In the four-force model, the sum of the resource environmental carrying capacity and the economic-social potential constitutes the “total potential” or impetus in regional spatial development, while the sum of environmental stress and ecological resistance constitutes the “total resistance”. Referring to the cost-benefit analysis method, the integrated planning index (IPI) is the resultant force of four forces. It can be seen as the rest of the driving force deducting the delaying force of regional spatial development, IPI = (Carrying capacity + Potential) − (Pressure + Resistance). From this point of view, the general layout of the RMFA planning strategy is to follow the decision rules that “index system—index normalizing score—index weight—index synthesis”. Each of the four forces can correspond to a set of evaluation index system. The absolute value after index normalization and index synthesis is the size of each force. Therefore, the problem of four forces synthesis can be solved by scientifically determining weight, normalizing score, and overlay rule. The specific calculation steps of IPI are as follows.

First is the data normalization. Formula (1) is to calculate the positive index, formula (2) is to calculate the negative index.

$$x_i=\frac{x-x_{\min }}{x_{\max }-x_{\min }}$$

(1)

$$x_i=\frac{x_{\max }-x}{x_{\max }-x_{\min }}$$

(2)

In the formulas (1) and (2), x_i is the normalized evaluation index value, x is the original index value, x_max is the maximum value of the original indexes, x_min is the minimum value of the original indexes.

Secondly, the size of the four forces should be calculated. The formula is:

$$F={\displaystyle \sum _{i=1}^n{w}_i{x}_i}$$

(3)

In the formula (3), F is the magnitude of each force, x_i is the normalized evaluation index value of the force, w_i is the corresponding weight of each evaluation index of the force.

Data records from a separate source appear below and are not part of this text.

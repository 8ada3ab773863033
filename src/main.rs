use std::{fs, process::ExitCode};

use clap::Parser;
use minipy::{check_source, error::Error, get_result, parse_source, tokenize_source};

/// minipy runs small indentation-sensitive scripts with integers, strings,
/// conditionals, loops and functions.
#[derive(Parser, Debug)]
#[command(version, about, long_about = None)]
struct Args {
    /// Only tokenize, parse and scope-check the script.
    #[arg(short, long)]
    check: bool,

    /// Print the token stream instead of running the script.
    #[arg(long, conflicts_with = "ast")]
    tokens: bool,

    /// Print the syntax tree instead of running the script.
    #[arg(long)]
    ast: bool,

    /// Path of the script to run.
    path: String,
}

fn main() -> ExitCode {
    let args = Args::parse();

    let Ok(script) = fs::read_to_string(&args.path) else {
        eprintln!("Failed to read the input file '{}'. Perhaps this file does not exist?",
                  &args.path);
        return ExitCode::FAILURE;
    };

    let result = if args.tokens {
        tokenize_source(&script).map(|tokens| {
                                    for t in tokens {
                                        println!("{}\t{}", t.pos, t.token);
                                    }
                                })
    } else if args.ast {
        parse_source(&script).map(|program| println!("{program:#?}"))
    } else if args.check {
        check_source(&script).map(|_| ())
    } else {
        get_result(&script)
    };

    match result {
        Ok(()) => ExitCode::SUCCESS,
        Err(e) => {
            report(&args.path, &script, &e);
            ExitCode::FAILURE
        },
    }
}

/// Prints `e` with its location, the offending source line and, when the
/// column is known, a caret under it.
fn report(path: &str, script: &str, e: &Error) {
    let line = e.line();
    match e.column() {
        Some(column) => eprintln!("{path}:{line}:{column}: {e}"),
        None => eprintln!("{path}:{line}: {e}"),
    }

    let Some(text) = line.checked_sub(1).and_then(|i| script.lines().nth(i)) else {
        return;
    };
    eprintln!("    {text}");
    if let Some(column) = e.column() {
        let padding: String = text.chars()
                                  .take(column.saturating_sub(1))
                                  .map(|c| if c == '\t' { '\t' } else { ' ' })
                                  .collect();
        eprintln!("    {padding}^");
    }
}
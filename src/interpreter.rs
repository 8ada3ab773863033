/// The checker module rejects reads of undeclared names before execution.
///
/// It walks the syntax tree with a stack of name sets that mirrors the
/// interpreter's frames: one for the program and one per function body.
///
/// # Responsibilities
/// - Pre-declares the builtins in the outermost scope.
/// - Declares assigned names, function names and parameters.
/// - Reports every identifier read that no enclosing scope declares.
pub mod checker;
/// The evaluator module executes the syntax tree.
///
/// The evaluator walks statements in order against a stack of environment
/// frames, evaluates expressions, calls functions and writes program output
/// to the sink it was created with.
///
/// # Responsibilities
/// - Evaluates statements and expressions, including `return` unwinding.
/// - Manages frames for function calls and closures captured by copy.
/// - Reports runtime errors such as unknown names, type mismatches and
///   division by zero.
pub mod evaluator;
/// The lexer module defines the raw tokens of the language.
///
/// A logos-generated lexer recognizes literals, names, keywords, operators,
/// comments and physical line breaks. It knows nothing about indentation.
///
/// # Responsibilities
/// - Recognizes numeric and string literals, decoding string escapes.
/// - Tracks the current line for positions.
pub mod lexer;
/// The parser module builds the syntax tree from tokens.
///
/// A recursive-descent parser with one token of lookahead consumes the
/// token stream, including `Indent`/`Dedent`, and produces a `Program`.
///
/// # Responsibilities
/// - Converts tokens into statements and expressions with positions.
/// - Encodes operator precedence and associativity.
/// - Fails on the first grammar violation with what was expected and found.
pub mod parser;
/// The tokenizer module turns raw tokens into the layout-aware stream.
///
/// It wraps the lexer with the indentation rules: logical newlines,
/// `Indent`/`Dedent` synthesis, implicit line joining inside parentheses and
/// the closing `Eof`.
pub mod tokenizer;
/// The value module defines the runtime data types for evaluation.
///
/// # Responsibilities
/// - Defines the `Value` enum and its display and truthiness rules.
/// - Defines function values with their captured bindings.
pub mod value;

Finally, the resultant force of the four forces is calculated, and then the IPI of each spatial unit is obtained. It can specify per spatial unit into the corresponding main functional areas according to the IPI. The formula is:

$$IPI=(W_a{F}_a+W_b{F}_b)-(W_c{F}_c+W_d{F}_d)$$

(4)

In the formula (4), F_a, F_b, F_c, F_d respectively stand for resource-environmental carrying capacity, economic-social potential, environmental stress and ecological resistance. W_a, W_b, W_c, W_d respectively represent the weight of each corresponding force, W_a + W_b + W_c +W_d = 1.

Formulas (1) and (2) can solve the problem of index normalization. Formulas (3) and (4) give the methods of index synthesis, which is also the main decision rule of RMFA planning. Obviously, a large number of index weight calculations are involved in these decision rules. Weight reflects the decision preference and planning strategy of planners, which can be calculated by using a variety of methods such as the commonly used AHP (Analytical Hierarchy Process) method, the sort method or user defined, etc.

According to formula (4), IPI refers to the standardized resultant force against regional spatial development. It is a comprehensive measurement evaluating the condition of regional spatial development. The values of IPI of four major functional zones descend as follows: ODA > FDA > RDA > PDA (Figure 2). According to Figure 2, Point 0 is the demarcation point of developed function areas (ODA and FDA) and protected function areas (RDA and PDA), Point A is the demarcation point of ODA and FDA, and Point B is the demarcation point of RDA and PDA. However, based on specific planning purposes, planners can flexibly set different values. The fixed Point 0 and the flexible Point A and Point B embody the most obvious characteristics of the model, illustrating the organic unity of rigid constraint and flexible control. Further details about the planning model can be seen in the Reference [24].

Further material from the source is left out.